» YOUR GOAL
Among the entries below, find all lines that include "initialization" and copy them.

» LISTED ENTRIES
== Segment start ==
//! Tests for prediction store initialization and row loading

use carerisk_common::db::{init_database, load_active_predictions, load_active_projections};
use carerisk_common::{PredictionWindow, RiskTier, RoiCategory};
use std::path::PathBuf;

fn test_db_path(tag: &str) -> PathBuf {
    PathBuf::from(format!("/tmp/carerisk-test-{}-{}.db", tag, std::process::id()))
}

fn cleanup(db_path: &PathBuf) {
    for suffix in ["", "-wal", "-shm"] {
        let _ = std::fs::remove_file(format!("{}{}", db_path.display(), suffix));
    }
}

#[tokio::test]
async fn test_database_creation_when_missing() {
    let db_path = test_db_path("create");
    cleanup(&db_path);

    let result = init_database(&db_path).await;
    assert!(result.is_ok(), "Database initialization failed: {:?}", result.err());
    assert!(db_path.exists(), "Database file was not created");

    let pool = result.unwrap();
    let tables: Vec<String> = sqlx::query_scalar(
        "SELECT name FROM sqlite_master WHERE type = 'table' AND name NOT LIKE 'sqlite_%' ORDER BY name",
    )
    .fetch_all(&pool)
    .await
    .unwrap();

    assert_eq!(
        tables,
        vec!["departments", "financial_projections", "patients", "predictions"]
    );

    pool.close().await;
    cleanup(&db_path);
}

#[tokio::test]
async fn test_database_opens_existing() {
    let db_path = test_db_path("existing");
    cleanup(&db_path);

    let pool1 = init_database(&db_path).await.expect("first open");
    let pool2 = init_database(&db_path).await;
    assert!(pool2.is_ok(), "Failed to open existing database: {:?}", pool2.err());

    pool1.close().await;
    pool2.unwrap().close().await;
    cleanup(&db_path);
}

#[tokio::test]
async fn test_schema_rejects_out_of_range_tier() {
    let db_path = test_db_path("tier-check");
    cleanup(&db_path);
    let pool = init_database(&db_path).await.unwrap();

    sqlx::query("INSERT INTO patients (patient_id, external_id) VALUES (1, 'P1')")
        .execute(&pool)
        .await
        .unwrap();

    let result = sqlx::query(
        "INSERT INTO predictions (patient_id, prediction_window, risk_score, risk_tier, tier_label, model_name, model_version)
         VALUES (1, '30_day', 0.5, 6, 'x', 'm', 'v')",
    )
    .execute(&pool)
    .await;
    assert!(result.is_err(), "Tier 6 must violate the CHECK constraint");

    pool.close().await;
    cleanup(&db_path);
}

#[tokio::test]
async fn test_load_active_rows_skips_superseded_predictions() {
    let db_path = test_db_path("load");
    cleanup(&db_path);
    let pool = init_database(&db_path).await.unwrap();

    sqlx::query("INSERT INTO patients (patient_id, external_id, annual_cost) VALUES (1, 'P1', 12000)")
        .execute(&pool)
        .await
        .unwrap();

    // Superseded prediction followed by the active one
    for (id, active, score, tier) in [(10, 0, 0.20, 2), (11, 1, 0.62, 4)] {
        sqlx::query(
            "INSERT INTO predictions (prediction_id, patient_id, prediction_window, risk_score, risk_tier, tier_label, model_name, model_version, is_active)
             VALUES (?, 1, '30_day', ?, ?, 'label', 'ExtraTreesClassifier', 'v1.0', ?)",
        )
        .bind(id)
        .bind(score)
        .bind(tier)
        .bind(active)
        .execute(&pool)
        .await
        .unwrap();

        sqlx::query(
            "INSERT INTO financial_projections (patient_id, prediction_id, prediction_window, risk_tier, window_cost, intervention_cost, success_rate, expected_savings, net_benefit, roi_percent)
             VALUES (1, ?, '30_day', ?, 986.3, 1200, 0.4, 394.52, 0, 0)",
        )
        .bind(id)
        .bind(tier)
        .execute(&pool)
        .await
        .unwrap();
    }

    let predictions = load_active_predictions(&pool, 1).await.unwrap();
    assert_eq!(predictions.len(), 1);
    assert_eq!(predictions[0].window, PredictionWindow::Day30);
    assert_eq!(predictions[0].risk_tier, RiskTier::High);
    assert_eq!(predictions[0].model_name, "ExtraTreesClassifier");

    let projections = load_active_projections(&pool, 1).await.unwrap();
    assert_eq!(projections.len(), 1);
    let projection = &projections[0];
    // Stored net_benefit/roi_percent were wrong (0); derived values are recomputed
    assert_eq!(
        projection.net_benefit(),
        projection.expected_savings() - projection.intervention_cost()
    );
    assert_eq!(projection.roi_percent(), Some(-67.12));
    assert_eq!(projection.roi_category(), RoiCategory::NoRoi);

    pool.close().await;
    cleanup(&db_path);
}
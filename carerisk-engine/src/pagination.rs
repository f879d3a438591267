//! Limit/offset paging for member listings

use serde::Serialize;

/// Upper bound on rows returned by any listing
pub const MAX_LIMIT: i64 = 1000;

/// Default page size for the tier-filtered member listing
pub const MEMBER_PAGE_SIZE: i64 = 100;

/// Default page size for the per-department member listing
pub const DEPARTMENT_PAGE_SIZE: i64 = 1000;

/// Default length of the priority ranking
pub const PRIORITY_LIMIT: i64 = 10;

/// Sanitized limit and offset for a SQL `LIMIT ? OFFSET ?` clause
#[derive(Debug, Clone, Copy, PartialEq, Eq)]
pub struct Paging {
    pub limit: i64,
    pub offset: i64,
}

impl Paging {
    /// Clamp requested values
    ///
    /// A missing limit takes `default_limit`; any limit is clamped to
    /// `1..=MAX_LIMIT`. A missing or negative offset becomes 0.
    ///
    /// # Examples
    /// ```
    /// use carerisk_engine::pagination::Paging;
    ///
    /// let p = Paging::new(Some(5000), Some(-3), 100);
    /// assert_eq!(p.limit, 1000);
    /// assert_eq!(p.offset, 0);
    /// ```
    pub fn new(limit: Option<i64>, offset: Option<i64>, default_limit: i64) -> Self {
        Self {
            limit: limit.unwrap_or(default_limit).clamp(1, MAX_LIMIT),
            offset: offset.unwrap_or(0).max(0),
        }
    }
}

/// One page of rows plus the paging that produced it
#[derive(Debug, Clone, Serialize)]
pub struct Page<T> {
    pub limit: i64,
    pub offset: i64,
    /// Rows on this page, not the size of the full result set
    pub count: usize,
    pub rows: Vec<T>,
}

impl<T> Page<T> {
    pub fn new(paging: Paging, rows: Vec<T>) -> Self {
        Self {
            limit: paging.limit,
            offset: paging.offset,
            count: rows.len(),
            rows,
        }
    }
}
== Segment end ==
» SOLUTION TO THIS PROBLEM
//! Tests for prediction store initialization and row loading
    assert!(result.is_ok(), "Database initialization failed: {:?}", result.err());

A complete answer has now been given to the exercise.